(Stored data entries)

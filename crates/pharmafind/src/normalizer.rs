//! Record normalization.
//!
//! Turns one [`RawRecord`] into a [`Publication`], classifying every author that has an
//! affiliation. Each record yields an [`Outcome`]: either a qualified publication or a
//! [`Skip`] saying why the record was left out. A broken record therefore never stops a batch.

use std::str::FromStr;

use chrono::{Month, NaiveDate};

use super::*;

lazy_static! {
  static ref WHITESPACE: Regex = Regex::new(r"\s+").unwrap();
}

/// What became of one raw record.
#[derive(Debug)]
pub enum Outcome {
  /// The record has at least one non-academic author
  Qualified(Publication),
  /// The record was left out of the result table
  Skipped(Skip),
}

/// Why a record was left out.
#[derive(Debug)]
pub enum Skip {
  /// Every author is academic, or no author has an affiliation
  NoNonAcademicAuthors {
    /// Identifier of the skipped record
    id: String,
  },
  /// The record could not be normalized; always a
  /// [`PharmafindError::RecordMalformed`]
  Malformed(PharmafindError),
}

impl Outcome {
  /// The publication, if the record qualified.
  pub fn into_publication(self) -> Option<Publication> {
    match self {
      Outcome::Qualified(publication) => Some(publication),
      Outcome::Skipped(_) => None,
    }
  }
}

impl Display for Skip {
  fn fmt(&self, f: &mut std::fmt::Formatter<'_>) -> std::fmt::Result {
    match self {
      Skip::NoNonAcademicAuthors { id } => write!(f, "Record {id} has no non-academic authors"),
      Skip::Malformed(e) => write!(f, "{e}"),
    }
  }
}

/// Builds [`Publication`]s from raw records with a given [`Classifier`].
#[derive(Debug, Clone, Default)]
pub struct Normalizer {
  /// Classifier applied to each author
  classifier: Classifier,
}

/// Normalizes a record with the built-in keyword table.
///
/// Returns `None` when the record has no non-academic author or cannot be normalized.
pub fn normalize(record: &RawRecord) -> Option<Publication> {
  Normalizer::default().process(record).into_publication()
}

impl Normalizer {
  /// Creates a normalizer around a custom classifier.
  pub fn new(classifier: Classifier) -> Self { Self { classifier } }

  /// Normalizes a record, returning `None` when it does not qualify.
  pub fn normalize(&self, record: &RawRecord) -> Option<Publication> {
    self.process(record).into_publication()
  }

  /// Normalizes a record and reports why it was skipped when it does not qualify.
  pub fn process(&self, record: &RawRecord) -> Outcome {
    let Some(id) = record.id.as_deref().map(str::trim).filter(|id| !id.is_empty()) else {
      return Outcome::Skipped(Skip::Malformed(PharmafindError::RecordMalformed {
        id:     None,
        reason: "record has no identifier".to_string(),
      }));
    };

    let title = record.title.as_deref().map(collapse_whitespace).unwrap_or_else(|| {
      debug!("Record {id} has no title");
      String::new()
    });

    let mut non_academic_authors = Vec::new();
    let mut company_affiliations: Vec<String> = Vec::new();
    let mut corresponding_author_email = None;

    for author in &record.authors {
      let affiliation = author
        .affiliation
        .as_deref()
        .map(collapse_whitespace)
        .filter(|affiliation| !affiliation.is_empty());
      let email = author
        .email
        .as_deref()
        .map(str::trim)
        .filter(|email| !email.is_empty())
        .or_else(|| affiliation.as_deref().and_then(find_email))
        .map(str::to_string);

      if corresponding_author_email.is_none() {
        corresponding_author_email = email.clone();
      }

      let Some(affiliation) = affiliation else {
        continue;
      };
      let verdict = self.classifier.classify(Some(&affiliation), email.as_deref());
      if !verdict.is_non_academic {
        continue;
      }

      trace!("Record {id}: {} is non-academic ({:?})", author.name, verdict.company_name);
      non_academic_authors.push(author.name.trim().to_string());
      if let Some(company) = verdict.company_name {
        if !company_affiliations.contains(&company) {
          company_affiliations.push(company);
        }
      }
    }

    if non_academic_authors.is_empty() {
      return Outcome::Skipped(Skip::NoNonAcademicAuthors { id: id.to_string() });
    }

    Outcome::Qualified(Publication {
      id: id.to_string(),
      title,
      publication_date: publication_date(record),
      non_academic_authors,
      company_affiliations,
      corresponding_author_email,
    })
  }
}

/// Best-effort publication date of a record.
///
/// Prefers the structured issue date, then the free-text issue date, then the electronic
/// publication date. Returns an empty string when none is usable.
pub fn publication_date(record: &RawRecord) -> String {
  record
    .pub_date
    .as_ref()
    .and_then(format_date)
    .or_else(|| {
      record.medline_date.as_deref().map(collapse_whitespace).filter(|date| !date.is_empty())
    })
    .or_else(|| record.article_date.as_ref().and_then(format_date))
    .unwrap_or_default()
}

/// Formats a partial date as `YYYY`, `YYYY-MM`, or `YYYY-MM-DD`.
///
/// Month names become numbers. A day that does not exist in its month is dropped. Without a
/// year there is nothing to format and `None` is returned.
///
/// ```
/// use pharmafind::{normalizer::format_date, record::PartialDate};
///
/// assert_eq!(format_date(&PartialDate::ymd("2023", "Mar", "7")), Some("2023-03-07".into()));
/// assert_eq!(format_date(&PartialDate::ymd("2023", "02", "30")), Some("2023-02".into()));
/// assert_eq!(format_date(&PartialDate::year("2019")), Some("2019".into()));
/// ```
pub fn format_date(date: &PartialDate) -> Option<String> {
  let year = date.year.as_deref().map(str::trim).filter(|year| !year.is_empty())?;
  let Some(month) = date.month.as_deref().and_then(parse_month) else {
    return Some(year.to_string());
  };

  let day = date.day.as_deref().and_then(|day| day.trim().parse::<u32>().ok());
  let valid_day = match (year.parse::<i32>(), day) {
    (Ok(y), Some(d)) => NaiveDate::from_ymd_opt(y, month, d).map(|_| d),
    _ => None,
  };

  Some(match valid_day {
    Some(day) => format!("{year}-{month:02}-{day:02}"),
    None => format!("{year}-{month:02}"),
  })
}

/// Reads a month given as `"3"`, `"03"`, `"Mar"`, or `"March"`.
fn parse_month(month: &str) -> Option<u32> {
  let month = month.trim();
  month
    .parse::<u32>()
    .ok()
    .filter(|m| (1..=12).contains(m))
    .or_else(|| Month::from_str(month).ok().map(|m| m.number_from_month()))
}

/// Collapses runs of whitespace into single spaces and trims the ends.
fn collapse_whitespace(text: &str) -> String { WHITESPACE.replace_all(text.trim(), " ").into_owned() }
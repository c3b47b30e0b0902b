//! Error types for the pharmafind library.
//!
//! Only collaborator failures are fatal to a run: [`PharmafindError::Search`] and
//! [`PharmafindError::Fetch`] abort [`Fetcher::fetch_and_process`](crate::fetcher::Fetcher).
//! [`PharmafindError::RecordMalformed`] describes a single record that could not be normalized;
//! the normalizer reports it as a skipped record and the batch carries on. Classification never
//! fails.
//!
//! # Examples
//!
//! ```no_run
//! use pharmafind::{error::PharmafindError, fetcher::Fetcher, retriever::entrez::EntrezClient};
//!
//! # async fn example() -> Result<(), PharmafindError> {
//! let fetcher = Fetcher::new(EntrezClient::default());
//! match fetcher.fetch_and_process("aspirin", 20).await {
//!   Ok(table) if table.is_empty() => println!("Nothing industry-affiliated"),
//!   Ok(table) => println!("{} papers", table.len()),
//!   Err(PharmafindError::Search(e)) => println!("Search rejected: {}", e),
//!   Err(e) => println!("Other error: {}", e),
//! }
//! # Ok(())
//! # }
//! ```

use thiserror::Error;

/// Error type alias used for the [`pharmafind`](crate) crate.
pub type Result<T> = core::result::Result<T, PharmafindError>;

/// Errors that can occur when searching, fetching, or exporting publications.
#[derive(Error, Debug)]
pub enum PharmafindError {
  /// The search step failed.
  ///
  /// This occurs when the remote service is unreachable, answers with a non-success status, or
  /// rejects the query. The string carries the reason reported by the collaborator.
  #[error("Search failed: {0}")]
  Search(String),

  /// Retrieval of the records for a set of identifiers failed.
  ///
  /// This covers transport failures as well as a response body that cannot be decoded.
  #[error("Fetch failed: {0}")]
  Fetch(String),

  /// A single raw record could not be normalized.
  ///
  /// This is never returned from a whole-batch operation; it shows up inside
  /// [`Skip::Malformed`](crate::normalizer::Skip::Malformed) so the record can be reported and
  /// skipped.
  #[error("Malformed record {}: {reason}", id.as_deref().unwrap_or("<unknown>"))]
  RecordMalformed {
    /// Identifier of the record when it could be read
    id:     Option<String>,
    /// What was wrong with the record
    reason: String,
  },

  /// A caller supplied an argument outside its accepted range.
  #[error("Invalid argument: {0}")]
  InvalidArgument(String),

  /// A network request failed.
  #[error(transparent)]
  Network(#[from] reqwest::Error),

  /// An endpoint URL could not be built from the configured base URL.
  #[error(transparent)]
  Url(#[from] url::ParseError),

  /// A JSON response could not be decoded.
  #[error(transparent)]
  Json(#[from] serde_json::Error),

  /// An XML response could not be decoded.
  #[error(transparent)]
  Xml(#[from] quick_xml::Error),

  /// Reading or writing the delimited export failed.
  #[error(transparent)]
  Csv(#[from] csv::Error),

  /// A file system operation failed.
  #[error(transparent)]
  Io(#[from] std::io::Error),

  /// A configuration file is not valid TOML for [`Config`](crate::config::Config).
  #[error(transparent)]
  TomlDe(#[from] toml::de::Error),

  /// Configuration could not be located or is inconsistent.
  #[error("{0}")]
  Config(String),
}

impl PharmafindError {
  /// Whether this error aborts a whole run rather than a single record.
  pub fn is_fatal(&self) -> bool { !matches!(self, PharmafindError::RecordMalformed { .. }) }
}
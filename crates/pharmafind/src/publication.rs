//! The normalized publication entity.

use super::*;

/// Separator used when a list column is flattened into a single cell or line.
pub const LIST_SEPARATOR: &str = "; ";

/// A publication with at least one industry-affiliated author.
///
/// Built once by the [`Normalizer`] and not modified afterwards.
///
/// # Examples
///
/// ```
/// use pharmafind::{
///   normalizer::normalize,
///   record::{RawAuthor, RawRecord},
/// };
///
/// let record = RawRecord {
///   id: Some("38012345".into()),
///   title: Some("A trial".into()),
///   authors: vec![RawAuthor::new("John Roe").with_affiliation("Pfizer Inc.")],
///   ..RawRecord::default()
/// };
/// let publication = normalize(&record).unwrap();
/// assert_eq!(publication.company_affiliations, ["Pfizer Inc."]);
/// ```
#[derive(Debug, Clone, Default, PartialEq, Eq, Serialize, Deserialize)]
pub struct Publication {
  /// Source identifier (PMID)
  pub id:                         String,
  /// Article title
  pub title:                      String,
  /// `YYYY`, `YYYY-MM`, `YYYY-MM-DD`, a free-text issue date, or empty
  pub publication_date:           String,
  /// Names of authors classified as non-academic, in author order
  pub non_academic_authors:       Vec<String>,
  /// Company names in first-seen order, without duplicates
  pub company_affiliations:       Vec<String>,
  /// First email found among all authors
  pub corresponding_author_email: Option<String>,
}

impl Publication {
  /// Non-academic author names as one string.
  pub fn joined_authors(&self) -> String { self.non_academic_authors.join(LIST_SEPARATOR) }

  /// Company names as one string.
  pub fn joined_companies(&self) -> String { self.company_affiliations.join(LIST_SEPARATOR) }
}

impl Display for Publication {
  fn fmt(&self, f: &mut std::fmt::Formatter<'_>) -> std::fmt::Result {
    writeln!(f, "PubmedID: {}", self.id)?;
    writeln!(f, "  Title: {}", self.title)?;
    writeln!(f, "  Publication Date: {}", self.publication_date)?;
    writeln!(f, "  Non-academic Author(s): {}", self.joined_authors())?;
    writeln!(f, "  Company Affiliation(s): {}", self.joined_companies())?;
    write!(
      f,
      "  Corresponding Author Email: {}",
      self.corresponding_author_email.as_deref().unwrap_or("")
    )
  }
}
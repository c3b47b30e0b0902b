//! Configuration for the Entrez client and the classifier.
//!
//! Read from TOML. Every field has a default, so an empty file (or no file at all) is valid:
//!
//! ```toml
//! [entrez]
//! base_url   = "https://eutils.ncbi.nlm.nih.gov/entrez/eutils"
//! database   = "pubmed"
//! tool       = "pharmafind"
//! email      = "me@example.org"
//! api_key    = "0123456789abcdef"
//! batch_size = 200
//!
//! [classifier]
//! academic_keywords     = ["Sanatorium"]
//! industry_keywords     = ["Contract Research Organization"]
//! organization_suffixes = ["Biologics"]
//! ```

use super::*;

/// Base URL of NCBI's E-utilities.
pub const DEFAULT_BASE_URL: &str = "https://eutils.ncbi.nlm.nih.gov/entrez/eutils";

/// Ids per efetch request.
pub const DEFAULT_BATCH_SIZE: usize = 200;

/// Environment variable consulted for [`EntrezConfig::api_key`].
pub const API_KEY_VAR: &str = "NCBI_API_KEY";

/// Environment variable consulted for [`EntrezConfig::email`].
pub const EMAIL_VAR: &str = "NCBI_EMAIL";

/// Top-level configuration file.
#[derive(Debug, Clone, Default, PartialEq, Eq, Serialize, Deserialize)]
#[serde(default)]
pub struct Config {
  /// E-utilities connection settings
  pub entrez:     EntrezConfig,
  /// Extra classifier keywords
  pub classifier: ClassifierConfig,
}

/// Connection settings for NCBI E-utilities.
#[derive(Debug, Clone, PartialEq, Eq, Serialize, Deserialize)]
#[serde(default)]
pub struct EntrezConfig {
  /// Service root, without the `esearch.fcgi`/`efetch.fcgi` endpoint
  pub base_url:   String,
  /// Entrez database name
  pub database:   String,
  /// Tool name reported to NCBI
  pub tool:       String,
  /// Contact address reported to NCBI
  pub email:      Option<String>,
  /// API key; raises the allowed request rate
  pub api_key:    Option<String>,
  /// Ids per efetch request
  pub batch_size: usize,
}

impl Default for EntrezConfig {
  fn default() -> Self {
    Self {
      base_url:   DEFAULT_BASE_URL.to_string(),
      database:   "pubmed".to_string(),
      tool:       "pharmafind".to_string(),
      email:      None,
      api_key:    None,
      batch_size: DEFAULT_BATCH_SIZE,
    }
  }
}

/// Keywords appended to the built-in classifier table.
#[derive(Debug, Clone, Default, PartialEq, Eq, Serialize, Deserialize)]
#[serde(default)]
pub struct ClassifierConfig {
  /// Extra [`Indicator::Academic`] keywords
  pub academic_keywords:     Vec<String>,
  /// Extra [`Indicator::Industry`] keywords
  pub industry_keywords:     Vec<String>,
  /// Extra [`Indicator::OrganizationSuffix`] keywords
  pub organization_suffixes: Vec<String>,
}

impl ClassifierConfig {
  /// Whether no extra keyword is configured.
  pub fn is_empty(&self) -> bool {
    self.academic_keywords.is_empty()
      && self.industry_keywords.is_empty()
      && self.organization_suffixes.is_empty()
  }

  /// Builds a classifier from the built-in table plus the configured keywords.
  pub fn build(&self) -> Result<Classifier> {
    let groups = [
      (&self.academic_keywords, Indicator::Academic),
      (&self.industry_keywords, Indicator::Industry),
      (&self.organization_suffixes, Indicator::OrganizationSuffix),
    ];
    groups.into_iter().try_fold(Classifier::default(), |classifier, (keywords, indicator)| {
      keywords.iter().try_fold(classifier, |classifier, keyword| {
        classifier.with_keyword(keyword, indicator)
      })
    })
  }
}

impl Config {
  /// `<config dir>/pharmafind/config.toml`, or `None` on platforms without a config dir.
  pub fn default_path() -> Option<PathBuf> {
    dirs::config_dir().map(|dir| dir.join("pharmafind").join("config.toml"))
  }

  /// Reads a configuration file. The file must exist.
  pub fn from_path(path: impl AsRef<Path>) -> Result<Self> {
    let path = path.as_ref();
    debug!("Loading configuration from {}", path.display());
    let content = std::fs::read_to_string(path).map_err(|e| {
      PharmafindError::Config(format!("Cannot read configuration {}: {e}", path.display()))
    })?;
    Ok(toml::from_str(&content)?)
  }

  /// Reads the file at [`Config::default_path`] when it exists, falling back to defaults.
  ///
  /// Environment overrides are applied in both cases.
  pub fn load_default() -> Result<Self> {
    let config = match Self::default_path().filter(|path| path.exists()) {
      Some(path) => Self::from_path(path)?,
      None => {
        debug!("No configuration file found, using defaults");
        Self::default()
      },
    };
    Ok(config.with_env())
  }

  /// Fills unset credentials from `NCBI_API_KEY` and `NCBI_EMAIL`.
  pub fn with_env(self) -> Self { self.with_env_from(|name| std::env::var(name).ok()) }

  /// Fills unset credentials from an arbitrary variable lookup.
  pub fn with_env_from(mut self, lookup: impl Fn(&str) -> Option<String>) -> Self {
    let lookup = |name: &str| lookup(name).filter(|value| !value.trim().is_empty());
    if self.entrez.api_key.is_none() {
      self.entrez.api_key = lookup(API_KEY_VAR);
    }
    if self.entrez.email.is_none() {
      self.entrez.email = lookup(EMAIL_VAR);
    }
    self
  }
}
//! Error types for the `pharmafind` binary.

use pharmafind::error::PharmafindError;
use thiserror::Error;

/// Result alias for the command line interface.
pub type Result<T> = core::result::Result<T, CliError>;

/// Failures that end a `pharmafind` run with a non-zero exit code.
#[derive(Error, Debug)]
pub enum CliError {
  /// Searching, fetching, configuration, or export failed inside the library.
  #[error(transparent)]
  Pharmafind(#[from] PharmafindError),

  /// Writing to the terminal failed.
  #[error(transparent)]
  Io(#[from] std::io::Error),
}
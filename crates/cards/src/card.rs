// Copyright (C) 2025 Vince Vasta
// SPDX-License-Identifier: Apache-2.0

//! Poker cards definitions.
use serde::{Deserialize, Serialize};
use std::{fmt, str::FromStr};
use thiserror::Error;

/// Primes used to encode a card rank.
pub const PRIMES: [u32; 13] = [2, 3, 5, 7, 11, 13, 17, 19, 23, 29, 31, 37, 41];

/// Mask for the 13 rank bits once shifted down.
const RANK_MASK: u32 = 0x1FFF;

/// A Poker card.
///
/// A card is represented using the encoding in the [Cactus Kev's][kevlink] Poker
/// hand evaluator with each card having the following format:
///
/// ```text
///   +--------+--------+--------+--------+
///   |xxxbbbbb|bbbbbbbb|cdhsrrrr|xxpppppp|
///   +--------+--------+--------+--------+
///   p = prime number of rank (deuce=2,trey=3,four=5,five=7,...,ace=41)
///   r = rank of card (deuce=0,trey=1,four=2,five=3,...,ace=12)
///   cdhs = suit of card
///   b = bit turned on depending on rank of card
/// ```
///
/// The evaluator only reads the `b`, `cdhs` and `p` fields: the suit bits of
/// five cards are ANDed to detect a flush, the rank bits are ORed to get the
/// pattern of a flush, and the primes are multiplied to get a signature of the
/// ranks multiset.
///
/// [kevlink]: http://suffe.cool/poker/evaluator.html
#[derive(Clone, Copy, Eq, PartialEq, Hash, Serialize, Deserialize)]
pub struct Card(u32);

impl Card {
    /// Create a card given a suit and rank.
    pub fn new(rank: Rank, suit: Suit) -> Card {
        let (rank, suit) = (rank as u32, suit as u32);
        Self(PRIMES[rank as usize] | (rank << 8) | (suit << 12) | (1 << (rank + 16)))
    }

    /// This card unique id.
    pub fn id(&self) -> u32 {
        self.0
    }

    /// Returns the card suit.
    pub fn suit(&self) -> Suit {
        match self.suit_mask() {
            0x8 => Suit::Clubs,
            0x4 => Suit::Diamonds,
            0x2 => Suit::Hearts,
            0x1 => Suit::Spades,
            _ => unreachable!("Invalid suit value 0x{:x}", self.0),
        }
    }

    /// Returns the card rank.
    pub fn rank(&self) -> Rank {
        Rank::ranks()
            .nth(((self.0 >> 8) & 0xf) as usize)
            .unwrap_or_else(|| unreachable!("Invalid rank 0x{:x}", self.0))
    }

    /// The 13 bits rank mask with the bit for this card rank set.
    #[inline]
    pub fn rank_mask(&self) -> u32 {
        (self.0 >> 16) & RANK_MASK
    }

    /// The 4 bits suit mask with the bit for this card suit set.
    #[inline]
    pub fn suit_mask(&self) -> u32 {
        (self.0 >> 12) & 0xf
    }

    /// The prime number for this card rank.
    #[inline]
    pub fn prime(&self) -> u32 {
        self.0 & 0xff
    }

    /// Parses a list of cards separated by whitespaces or commas.
    ///
    /// ```
    /// # use showdown_cards::{Card, Rank, Suit};
    /// let cards = Card::parse_many("AS, KD 2c").unwrap();
    /// assert_eq!(cards[1], Card::new(Rank::King, Suit::Diamonds));
    /// ```
    pub fn parse_many(s: &str) -> Result<Vec<Card>, ParseCardError> {
        s.split(|c: char| c.is_whitespace() || c == ',')
            .filter(|t| !t.is_empty())
            .map(str::parse)
            .collect()
    }
}

/// Computes the product of the primes for each rank bit set in `bits`.
///
/// For the 1287 patterns of five distinct ranks this gives a unique
/// signature that is used as the key of the flushes table.
pub fn prime_product_from_rankbits(bits: u32) -> u32 {
    PRIMES
        .iter()
        .enumerate()
        .filter(|(i, _)| bits & (1 << i) != 0)
        .map(|(_, p)| p)
        .product()
}

/// Computes the product of the primes embedded in the given cards.
#[inline]
pub fn prime_product_from_hand(cards: &[Card]) -> u32 {
    cards.iter().map(Card::prime).product()
}

impl fmt::Display for Card {
    fn fmt(&self, f: &mut fmt::Formatter<'_>) -> fmt::Result {
        write!(f, "{}{}", self.rank(), self.suit())
    }
}

impl fmt::Debug for Card {
    fn fmt(&self, f: &mut fmt::Formatter<'_>) -> fmt::Result {
        write!(f, "Card({}{})", self.rank(), self.suit())
    }
}

/// Error returned when a card string cannot be parsed.
#[derive(Debug, Clone, PartialEq, Eq, Error)]
pub enum ParseCardError {
    /// The card string doesn't have a rank and a suit.
    #[error("invalid card {0:?}, expected a rank followed by a suit (e.g. AS)")]
    InvalidLength(String),
    /// Unknown rank character.
    #[error("invalid card rank {0:?}")]
    InvalidRank(char),
    /// Unknown suit character.
    #[error("invalid card suit {0:?}")]
    InvalidSuit(char),
}

impl FromStr for Card {
    type Err = ParseCardError;

    fn from_str(s: &str) -> Result<Self, Self::Err> {
        let mut chars = s.chars();
        let (Some(rank), Some(suit), None) = (chars.next(), chars.next(), chars.next()) else {
            return Err(ParseCardError::InvalidLength(s.to_string()));
        };

        Ok(Card::new(Rank::try_from(rank)?, Suit::try_from(suit)?))
    }
}

/// Card rank.
#[derive(Debug, Clone, Copy, PartialEq, Eq, PartialOrd, Ord, Hash, Serialize, Deserialize)]
pub enum Rank {
    /// Deuce
    Deuce = 0,
    /// Trey
    Trey,
    /// Four
    Four,
    /// Five
    Five,
    /// Six
    Six,
    /// Seven
    Seven,
    /// Eight
    Eight,
    /// Nine
    Nine,
    /// Ten
    Ten,
    /// Jack
    Jack,
    /// Queen
    Queen,
    /// King
    King,
    /// Ace
    Ace,
}

impl Rank {
    /// Returns all ranks.
    pub fn ranks() -> impl DoubleEndedIterator<Item = Rank> {
        use Rank::*;
        [
            Deuce, Trey, Four, Five, Six, Seven, Eight, Nine, Ten, Jack, Queen, King, Ace,
        ]
        .into_iter()
    }

    fn to_char(self) -> char {
        match self {
            Rank::Deuce => '2',
            Rank::Trey => '3',
            Rank::Four => '4',
            Rank::Five => '5',
            Rank::Six => '6',
            Rank::Seven => '7',
            Rank::Eight => '8',
            Rank::Nine => '9',
            Rank::Ten => 'T',
            Rank::Jack => 'J',
            Rank::Queen => 'Q',
            Rank::King => 'K',
            Rank::Ace => 'A',
        }
    }
}

impl TryFrom<char> for Rank {
    type Error = ParseCardError;

    fn try_from(c: char) -> Result<Self, Self::Error> {
        let upper = c.to_ascii_uppercase();
        Rank::ranks()
            .find(|r| r.to_char() == upper)
            .ok_or(ParseCardError::InvalidRank(c))
    }
}

impl fmt::Display for Rank {
    fn fmt(&self, f: &mut fmt::Formatter<'_>) -> fmt::Result {
        write!(f, "{}", self.to_char())
    }
}

/// Card suit.
#[derive(Debug, Copy, Clone, PartialEq, Eq, PartialOrd, Ord, Hash, Serialize, Deserialize)]
pub enum Suit {
    /// Clubs suit.
    Clubs = 8,
    /// Diamonds suit.
    Diamonds = 4,
    /// Hearts suit.
    Hearts = 2,
    /// Spades suit.
    Spades = 1,
}

impl Suit {
    /// Returns all suits.
    pub fn suits() -> impl DoubleEndedIterator<Item = Suit> {
        [Suit::Clubs, Suit::Diamonds, Suit::Hearts, Suit::Spades].into_iter()
    }
}

impl TryFrom<char> for Suit {
    type Error = ParseCardError;

    fn try_from(c: char) -> Result<Self, Self::Error> {
        match c.to_ascii_uppercase() {
            'C' => Ok(Suit::Clubs),
            'D' => Ok(Suit::Diamonds),
            'H' => Ok(Suit::Hearts),
            'S' => Ok(Suit::Spades),
            _ => Err(ParseCardError::InvalidSuit(c)),
        }
    }
}

impl fmt::Display for Suit {
    fn fmt(&self, f: &mut fmt::Formatter<'_>) -> fmt::Result {
        let suit = match self {
            Suit::Clubs => 'C',
            Suit::Diamonds => 'D',
            Suit::Hearts => 'H',
            Suit::Spades => 'S',
        };

        write!(f, "{suit}")
    }
}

- WHAT NEEDS TO BE DONE
For this exercise, output exactly the lines above from the line with "the card suit." to the line with "this card rank.", counting both, and leave out the rest.

- WRITTEN ANSWER
    /// Returns the card suit.
    pub fn suit(&self) -> Suit {
        match self.suit_mask() {
            0x8 => Suit::Clubs,
            0x4 => Suit::Diamonds,
            0x2 => Suit::Hearts,
            0x1 => Suit::Spades,
            _ => unreachable!("Invalid suit value 0x{:x}", self.0),
        }
    }

    /// Returns the card rank.
    pub fn rank(&self) -> Rank {
        Rank::ranks()
            .nth(((self.0 >> 8) & 0xf) as usize)
            .unwrap_or_else(|| unreachable!("Invalid rank 0x{:x}", self.0))
    }

    /// The 13 bits rank mask with the bit for this card rank set.
    #[inline]
    pub fn rank_mask(&self) -> u32 {
        (self.0 >> 16) & RANK_MASK
    }

    /// The 4 bits suit mask with the bit for this card suit set.
    #[inline]
    pub fn suit_mask(&self) -> u32 {
        (self.0 >> 12) & 0xf
    }

    /// The prime number for this card rank.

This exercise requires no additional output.